Microsoft (MSFT) continues to be a core holding in the long side of my portfolio. I have owned and written about its positive prospects since it was trading at $24 a share last year. The company continues to execute well and the stock has had a nice consistent run over the last 12 months. Microsoft may not be the sexiest equity, but September has shown once again why Mr. Softie should be a part of any value portfolio.
Here are some recent positive catalysts for Microsoft:
- The company recently raised its dividend for seventh time since it originally paid a dividend in 2004. Microsoft said it will raise its payout 15%, and the stock now yields 2.9% based on the new dividend rate.
- Windows 8's release date is now only five weeks away.

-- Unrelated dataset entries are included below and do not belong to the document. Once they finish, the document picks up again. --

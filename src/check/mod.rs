//! Dataset compliance checks for converted tables.
//!
//! A table is accepted when:
//!
//! - at least one identifier column defines variants, and the first such
//!   column (`hgvs_nt`, then `hgvs_pro`) has no null cells;
//! - that primary column has no duplicate values (duplicates in a protein
//!   primary column are only a warning);
//! - every data column is numeric;
//! - a scores table carries its score column;
//! - every identifier passes the MAVE-HGVS grammar.
//!
//! [`ComplianceValidator::cross_check`] compares a scores table with its
//! counts table.

use crate::config::{ConvertConfig, TableKind};
use crate::convert::table::{MaveTable, HGVS_NT, HGVS_PRO};
use crate::error::MaveError;
use crate::event::EventClass;
use crate::mave::{MaveHgvsGrammar, VariantGrammar};
use serde::{Deserialize, Serialize};
use std::collections::{BTreeSet, HashMap};

/// Identifiers listed per problem before the list is cut short.
pub const MAX_ERROR_VARIANTS: usize = 5;

/// Everything the validator found wrong with one table.
#[derive(Debug, Clone, Default, PartialEq, Eq, Serialize, Deserialize)]
pub struct ComplianceReport {
    /// Required columns that are absent.
    pub missing_columns: Vec<String>,
    /// The identifier column that defines the variants, if any.
    pub primary_column: Option<String>,
    /// Row indices whose primary identifier is null.
    pub null_primary_rows: Vec<usize>,
    /// Fatal duplicates in the primary column.
    pub duplicate_identifiers: Vec<String>,
    /// Duplicates downgraded to a warning.
    pub duplicate_warnings: Vec<String>,
    pub non_numeric_columns: Vec<String>,
    /// Identifiers that fail the grammar.
    pub invalid_identifiers: Vec<String>,
    /// Differences against a paired table.
    pub variant_set_mismatches: Vec<String>,
    pub warnings: Vec<String>,
}

impl ComplianceReport {
    pub fn is_compliant(&self) -> bool {
        self.missing_columns.is_empty()
            && self.primary_column.is_some()
            && self.null_primary_rows.is_empty()
            && self.duplicate_identifiers.is_empty()
            && self.non_numeric_columns.is_empty()
            && self.invalid_identifiers.is_empty()
            && self.variant_set_mismatches.is_empty()
    }

    /// One line per violation.
    pub fn reasons(&self) -> Vec<String> {
        let mut reasons = Vec::new();
        for column in &self.missing_columns {
            reasons.push(format!("missing required column '{}'", column));
        }
        match &self.primary_column {
            None => reasons.push(format!(
                "neither '{}' nor '{}' defines any variants",
                HGVS_NT, HGVS_PRO
            )),
            Some(primary) if !self.null_primary_rows.is_empty() => reasons.push(format!(
                "primary column '{}' has null values in {} row(s): {}",
                primary,
                self.null_primary_rows.len(),
                bounded(self.null_primary_rows.iter().map(|r| r.to_string()))
            )),
            Some(_) => {}
        }
        if !self.duplicate_identifiers.is_empty() {
            reasons.push(format!(
                "found {} duplicate HGVS strings in '{}': {}",
                self.duplicate_identifiers.len(),
                self.primary_column.as_deref().unwrap_or(HGVS_NT),
                bounded(self.duplicate_identifiers.iter().cloned())
            ));
        }
        for column in &self.non_numeric_columns {
            reasons.push(format!("column '{}' is not numeric", column));
        }
        if !self.invalid_identifiers.is_empty() {
            reasons.push(format!(
                "{} identifier(s) are not valid MAVE-HGVS: {}",
                self.invalid_identifiers.len(),
                bounded(self.invalid_identifiers.iter().cloned())
            ));
        }
        reasons.extend(self.variant_set_mismatches.iter().cloned());
        reasons
    }

    /// The violation as an error, or `None` when the table is compliant.
    pub fn to_error(&self) -> Option<MaveError> {
        if self.is_compliant() {
            None
        } else {
            Some(MaveError::ComplianceViolation {
                reasons: self.reasons(),
            })
        }
    }
}

/// Checks converted tables against the dataset rules.
#[derive(Debug, Clone)]
pub struct ComplianceValidator<G: VariantGrammar = MaveHgvsGrammar> {
    table_kind: TableKind,
    score_column: String,
    grammar: G,
}

impl ComplianceValidator {
    pub fn new(table_kind: TableKind) -> Self {
        Self {
            table_kind,
            score_column: "score".to_string(),
            grammar: MaveHgvsGrammar,
        }
    }

    pub fn from_config(config: &ConvertConfig) -> Self {
        Self::new(config.table_kind).with_score_column(&config.score_column)
    }

    /// Differences between the variant sets of two paired tables.
    ///
    /// Both tables must carry the same identifier columns, and each column
    /// must hold the same set of values.
    pub fn cross_check(a: &MaveTable, b: &MaveTable) -> Vec<String> {
        let columns = |t: &MaveTable| -> Vec<&'static str> {
            [HGVS_NT, HGVS_PRO]
                .into_iter()
                .filter(|c| t.has_column(c))
                .collect()
        };
        let (a_columns, b_columns) = (columns(a), columns(b));
        if a_columns != b_columns {
            return vec![format!(
                "tables define different hgvs columns: '{}' and '{}'",
                a_columns.join(", "),
                b_columns.join(", ")
            )];
        }

        let mut mismatches = Vec::new();
        for column in a_columns {
            let left: BTreeSet<&str> = a.identifiers(column).into_iter().collect();
            let right: BTreeSet<&str> = b.identifiers(column).into_iter().collect();
            let only_left: Vec<String> = left.difference(&right).map(|s| s.to_string()).collect();
            let only_right: Vec<String> = right.difference(&left).map(|s| s.to_string()).collect();
            if !only_left.is_empty() {
                mismatches.push(format!(
                    "'{}' values only in the first table: {}",
                    column,
                    bounded(only_left.into_iter())
                ));
            }
            if !only_right.is_empty() {
                mismatches.push(format!(
                    "'{}' values only in the second table: {}",
                    column,
                    bounded(only_right.into_iter())
                ));
            }
        }
        mismatches
    }
}

impl<G: VariantGrammar> ComplianceValidator<G> {
    pub fn with_score_column(mut self, column: &str) -> Self {
        self.score_column = column.to_string();
        self
    }

    pub fn with_grammar<H: VariantGrammar>(self, grammar: H) -> ComplianceValidator<H> {
        ComplianceValidator {
            table_kind: self.table_kind,
            score_column: self.score_column,
            grammar,
        }
    }

    pub fn table_kind(&self) -> TableKind {
        self.table_kind
    }

    /// Run every check on `table`.
    pub fn validate(&self, table: &MaveTable) -> ComplianceReport {
        let mut report = ComplianceReport::default();

        if self.table_kind == TableKind::Scores && !table.has_column(&self.score_column) {
            report.missing_columns.push(self.score_column.clone());
        }

        report.primary_column = [HGVS_NT, HGVS_PRO]
            .into_iter()
            .find(|c| !table.identifiers(c).is_empty())
            .map(String::from);

        if let Some(primary) = report.primary_column.clone() {
            if let Some(cells) = table.column(&primary) {
                report.null_primary_rows = cells
                    .iter()
                    .enumerate()
                    .filter(|(_, c)| c.is_null())
                    .map(|(i, _)| i)
                    .collect();
            }

            let duplicates = duplicates(&table.identifiers(&primary));
            if !duplicates.is_empty() {
                if primary == HGVS_PRO {
                    let warning = format!(
                        "found {} duplicate HGVS strings in '{}': {}",
                        duplicates.len(),
                        primary,
                        bounded(duplicates.iter().cloned())
                    );
                    log::warn!("{}", warning);
                    report.warnings.push(warning);
                    report.duplicate_warnings = duplicates;
                } else {
                    report.duplicate_identifiers = duplicates;
                }
            }
        }

        report.non_numeric_columns = table
            .data_columns()
            .filter(|(_, t)| !t.is_numeric())
            .map(|(c, _)| c.to_string())
            .collect();

        for (column, class) in [(HGVS_NT, EventClass::Nucleotide), (HGVS_PRO, EventClass::Protein)] {
            report.invalid_identifiers.extend(
                table
                    .identifiers(column)
                    .into_iter()
                    .filter(|v| !self.grammar.is_valid(v, class))
                    .map(String::from),
            );
        }

        report
    }
}

/// Values seen more than once, in order of first appearance.
fn duplicates(values: &[&str]) -> Vec<String> {
    let mut counts: HashMap<&str, usize> = HashMap::new();
    for v in values {
        *counts.entry(*v).or_default() += 1;
    }
    let mut seen = BTreeSet::new();
    values
        .iter()
        .filter(|v| counts[*v] > 1 && seen.insert(**v))
        .map(|v| v.to_string())
        .collect()
}

fn bounded(items: impl Iterator<Item = String>) -> String {
    let items: Vec<String> = items.collect();
    let mut out = items
        .iter()
        .take(MAX_ERROR_VARIANTS)
        .cloned()
        .collect::<Vec<_>>()
        .join(", ");
    if items.len() > MAX_ERROR_VARIANTS {
        out.push_str(", ...");
    }
    out
}
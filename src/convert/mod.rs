//! Conversion of variant tables into MAVE-HGVS.
//!
//! A table arrives as a [`RawTable`] with one identifier column holding
//! the source notation (Enrich2 style):
//!
//! - `c.4T>G, c.5T>G` (nucleotide events)
//! - `p.Leu2Gly, p.Trp7Ter` (protein events)
//! - `c.4T>G (p.Phe2Cys), c.6T>C (p.=)` (paired events)
//! - `_wt`, `_sy`
//!
//! [`RowConverter`] turns one cell into canonical `hgvs_nt` / `hgvs_pro`
//! strings. [`DatasetConverter`] runs it over every row, partitions valid
//! and invalid rows, and hands the result to the compliance checks.

pub mod call;
pub mod dataset;
pub mod row;
pub mod table;

pub use call::{NucleotidePart, ProteinPart, RowShape, VariantCall};
pub use dataset::{
    ConversionOutcome, ConversionProgress, ConversionState, DatasetConverter, DatasetResult,
};
pub use row::{ConvertedRow, RowConverter};
pub use table::{
    is_null, Cell, ColumnType, MaveTable, RawTable, ERROR_DESCRIPTION, HGVS_NT, HGVS_PRO,
};
// =============================================================================
// Indicators Module
// =============================================================================
//
// Moving averages derived from the merged candle series.  The math lives in
// `moving_average` as pure functions; `engine` keeps one line per configured
// average and keeps it in step with live merges.

pub mod engine;
pub mod moving_average;

pub use engine::{IndicatorEngine, IndicatorLine, MovingAverageUpdate};
pub use moving_average::{MovingAverageConfig, MovingAverageKind};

- The new OS continues to gain momentum, with HTC unveiling two new phones based on Windows 8. HTC was once the largest android smartphone maker, so this shows major progress in getting the company's software placed with the major manufacturers. That probably does not make Google (GOOG) happy either, as an added benefit.
- Speaking of Google, Microsoft won a preliminary injunction in Germany to halt the distribution of a number of Motorola smartphones and tablets due to infringing on a key Microsoft patent.
According to the business description from Yahoo Finance, "Microsoft Corporation develops, licenses, and supports software products and services; and designs and sells hardware worldwide."
Here are four reasons why Microsoft is still a good value play at $31 a share:
- The company boasts a AAA balance sheet, pays that almost 3% dividend yield, and is expected to increase revenues at a 6% to 8% average rate over the next two fiscal years.
- The median analyst price target on Microsoft is $36. It also sports Standard & Poor's highest rating of "Strong Buy" with a $37 price target.
- Despite a consistent run-up in its stock price over the last year, the stock is still selling near the bottom of its five-year valuation based on P/E, P/S, P/B, and P/CF.
- The company has over $50 billion in net cash on the books, and the stock sells for less than eight times forward earnings after subtracting cash.